- Your objective: Search the entries for the word "NoticeLevel" and return every line where it is found.

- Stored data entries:
*** Block opens ***

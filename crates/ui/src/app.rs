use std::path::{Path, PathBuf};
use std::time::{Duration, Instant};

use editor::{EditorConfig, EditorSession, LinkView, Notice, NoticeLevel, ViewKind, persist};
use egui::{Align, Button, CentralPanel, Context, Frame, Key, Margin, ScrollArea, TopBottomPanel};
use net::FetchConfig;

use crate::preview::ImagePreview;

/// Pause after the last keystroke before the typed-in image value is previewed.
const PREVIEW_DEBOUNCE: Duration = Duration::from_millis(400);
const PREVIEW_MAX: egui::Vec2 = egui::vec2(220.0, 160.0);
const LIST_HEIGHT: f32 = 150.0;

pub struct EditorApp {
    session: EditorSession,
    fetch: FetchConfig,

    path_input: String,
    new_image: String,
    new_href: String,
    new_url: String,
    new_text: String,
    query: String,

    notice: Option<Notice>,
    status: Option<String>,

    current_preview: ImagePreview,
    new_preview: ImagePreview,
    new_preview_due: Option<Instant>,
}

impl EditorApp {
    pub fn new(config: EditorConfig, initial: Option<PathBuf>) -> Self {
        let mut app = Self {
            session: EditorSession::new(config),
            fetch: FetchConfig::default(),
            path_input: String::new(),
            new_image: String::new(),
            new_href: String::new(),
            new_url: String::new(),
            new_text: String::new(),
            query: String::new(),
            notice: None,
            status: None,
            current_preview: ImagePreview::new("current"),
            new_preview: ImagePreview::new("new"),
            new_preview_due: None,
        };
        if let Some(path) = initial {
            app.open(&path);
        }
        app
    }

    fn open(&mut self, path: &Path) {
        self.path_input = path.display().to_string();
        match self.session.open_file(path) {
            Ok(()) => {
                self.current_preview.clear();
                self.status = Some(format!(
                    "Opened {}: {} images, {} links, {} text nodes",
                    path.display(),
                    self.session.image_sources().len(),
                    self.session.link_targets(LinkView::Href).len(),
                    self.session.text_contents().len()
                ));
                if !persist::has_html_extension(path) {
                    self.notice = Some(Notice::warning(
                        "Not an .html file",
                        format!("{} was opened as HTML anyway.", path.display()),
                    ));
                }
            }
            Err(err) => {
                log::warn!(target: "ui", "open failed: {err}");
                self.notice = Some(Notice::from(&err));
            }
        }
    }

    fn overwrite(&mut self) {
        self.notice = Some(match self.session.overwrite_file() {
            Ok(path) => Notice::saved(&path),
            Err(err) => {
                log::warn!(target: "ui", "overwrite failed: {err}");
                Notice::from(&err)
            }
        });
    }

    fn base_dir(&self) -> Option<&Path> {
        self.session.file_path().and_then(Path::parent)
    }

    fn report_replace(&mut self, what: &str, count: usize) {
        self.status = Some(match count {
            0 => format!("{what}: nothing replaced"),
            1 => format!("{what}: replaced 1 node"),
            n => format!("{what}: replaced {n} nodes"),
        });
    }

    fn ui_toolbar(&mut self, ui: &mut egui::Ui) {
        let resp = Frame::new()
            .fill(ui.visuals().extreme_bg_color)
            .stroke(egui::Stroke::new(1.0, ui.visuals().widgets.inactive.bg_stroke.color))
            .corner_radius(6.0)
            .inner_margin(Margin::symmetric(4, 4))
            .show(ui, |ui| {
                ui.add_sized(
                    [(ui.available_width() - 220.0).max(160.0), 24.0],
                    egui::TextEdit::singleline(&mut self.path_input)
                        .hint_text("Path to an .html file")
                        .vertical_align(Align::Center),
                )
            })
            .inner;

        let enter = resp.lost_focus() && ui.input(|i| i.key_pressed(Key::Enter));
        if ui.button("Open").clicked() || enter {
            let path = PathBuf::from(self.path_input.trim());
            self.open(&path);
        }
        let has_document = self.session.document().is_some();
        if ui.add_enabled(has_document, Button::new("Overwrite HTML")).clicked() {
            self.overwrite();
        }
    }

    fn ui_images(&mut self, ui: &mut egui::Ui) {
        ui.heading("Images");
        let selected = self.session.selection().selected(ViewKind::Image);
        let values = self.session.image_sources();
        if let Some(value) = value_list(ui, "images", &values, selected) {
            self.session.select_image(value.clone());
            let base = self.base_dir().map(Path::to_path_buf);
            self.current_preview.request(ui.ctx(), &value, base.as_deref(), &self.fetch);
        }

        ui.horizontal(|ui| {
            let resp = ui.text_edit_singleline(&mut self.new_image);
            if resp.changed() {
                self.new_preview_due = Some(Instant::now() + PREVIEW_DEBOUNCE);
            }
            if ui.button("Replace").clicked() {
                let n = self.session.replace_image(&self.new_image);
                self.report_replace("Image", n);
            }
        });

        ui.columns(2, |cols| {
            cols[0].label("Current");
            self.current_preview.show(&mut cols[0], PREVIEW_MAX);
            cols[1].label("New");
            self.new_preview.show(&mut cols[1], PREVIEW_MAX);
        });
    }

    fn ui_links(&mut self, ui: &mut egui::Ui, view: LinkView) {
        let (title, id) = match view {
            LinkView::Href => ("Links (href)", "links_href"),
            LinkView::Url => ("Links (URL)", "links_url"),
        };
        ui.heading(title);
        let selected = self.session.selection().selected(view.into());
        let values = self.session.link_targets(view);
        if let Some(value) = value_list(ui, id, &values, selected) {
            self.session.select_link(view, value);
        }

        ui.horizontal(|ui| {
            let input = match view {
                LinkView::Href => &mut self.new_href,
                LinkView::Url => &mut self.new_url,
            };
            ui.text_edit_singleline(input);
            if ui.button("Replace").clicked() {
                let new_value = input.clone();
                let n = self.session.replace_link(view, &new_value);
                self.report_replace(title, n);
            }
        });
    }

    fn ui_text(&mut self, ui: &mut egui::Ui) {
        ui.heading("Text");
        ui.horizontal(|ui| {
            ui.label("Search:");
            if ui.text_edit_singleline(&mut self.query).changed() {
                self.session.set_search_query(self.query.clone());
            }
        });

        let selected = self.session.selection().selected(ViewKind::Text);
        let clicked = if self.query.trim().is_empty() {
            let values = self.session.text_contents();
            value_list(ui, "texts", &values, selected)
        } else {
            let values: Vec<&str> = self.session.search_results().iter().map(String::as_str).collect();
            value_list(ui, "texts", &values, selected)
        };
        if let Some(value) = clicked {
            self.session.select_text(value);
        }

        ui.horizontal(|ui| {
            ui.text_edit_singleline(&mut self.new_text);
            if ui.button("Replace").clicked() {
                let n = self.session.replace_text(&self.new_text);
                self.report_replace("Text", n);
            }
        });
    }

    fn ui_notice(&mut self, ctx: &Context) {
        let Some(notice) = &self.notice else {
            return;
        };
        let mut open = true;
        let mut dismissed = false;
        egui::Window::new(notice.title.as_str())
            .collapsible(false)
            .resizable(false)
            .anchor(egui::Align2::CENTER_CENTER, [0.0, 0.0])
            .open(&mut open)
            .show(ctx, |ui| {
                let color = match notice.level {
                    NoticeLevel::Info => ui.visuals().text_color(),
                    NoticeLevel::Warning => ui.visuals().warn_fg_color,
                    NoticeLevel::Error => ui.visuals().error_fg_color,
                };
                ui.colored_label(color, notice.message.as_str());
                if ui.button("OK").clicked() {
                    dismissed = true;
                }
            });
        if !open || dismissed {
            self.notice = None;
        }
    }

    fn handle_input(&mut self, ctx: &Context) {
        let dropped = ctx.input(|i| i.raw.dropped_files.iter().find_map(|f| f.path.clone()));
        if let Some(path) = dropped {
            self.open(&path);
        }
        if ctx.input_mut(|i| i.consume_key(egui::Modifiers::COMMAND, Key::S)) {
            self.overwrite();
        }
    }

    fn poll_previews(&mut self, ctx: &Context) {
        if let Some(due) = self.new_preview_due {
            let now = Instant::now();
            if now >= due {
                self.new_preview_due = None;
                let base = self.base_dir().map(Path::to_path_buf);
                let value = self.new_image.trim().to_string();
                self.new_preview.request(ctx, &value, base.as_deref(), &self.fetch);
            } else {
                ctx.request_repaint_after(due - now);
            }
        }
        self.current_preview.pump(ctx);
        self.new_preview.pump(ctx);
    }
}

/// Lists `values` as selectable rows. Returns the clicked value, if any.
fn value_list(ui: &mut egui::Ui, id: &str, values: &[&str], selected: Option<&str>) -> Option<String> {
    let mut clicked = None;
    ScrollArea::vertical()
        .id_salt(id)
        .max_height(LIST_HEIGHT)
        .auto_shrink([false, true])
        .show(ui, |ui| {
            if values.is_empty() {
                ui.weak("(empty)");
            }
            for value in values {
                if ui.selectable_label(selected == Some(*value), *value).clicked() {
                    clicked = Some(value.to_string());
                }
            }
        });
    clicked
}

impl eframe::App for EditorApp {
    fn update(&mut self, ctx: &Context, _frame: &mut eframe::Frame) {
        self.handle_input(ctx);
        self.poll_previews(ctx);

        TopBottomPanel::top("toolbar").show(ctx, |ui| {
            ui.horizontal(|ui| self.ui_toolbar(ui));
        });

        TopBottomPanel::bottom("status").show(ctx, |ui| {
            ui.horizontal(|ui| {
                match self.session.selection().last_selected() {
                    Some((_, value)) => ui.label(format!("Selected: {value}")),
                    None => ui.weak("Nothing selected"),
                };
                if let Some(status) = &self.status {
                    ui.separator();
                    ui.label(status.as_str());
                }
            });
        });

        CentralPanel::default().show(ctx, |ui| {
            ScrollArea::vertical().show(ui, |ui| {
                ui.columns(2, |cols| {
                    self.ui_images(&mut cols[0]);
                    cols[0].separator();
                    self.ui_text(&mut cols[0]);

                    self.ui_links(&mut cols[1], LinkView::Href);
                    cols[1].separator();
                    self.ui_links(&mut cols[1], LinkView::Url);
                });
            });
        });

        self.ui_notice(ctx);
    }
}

*** Block closes ***

- Response to this task:
use editor::{EditorConfig, EditorSession, LinkView, Notice, NoticeLevel, ViewKind, persist};
                    NoticeLevel::Info => ui.visuals().text_color(),
                    NoticeLevel::Warning => ui.visuals().warn_fg_color,
                    NoticeLevel::Error => ui.visuals().error_fg_color,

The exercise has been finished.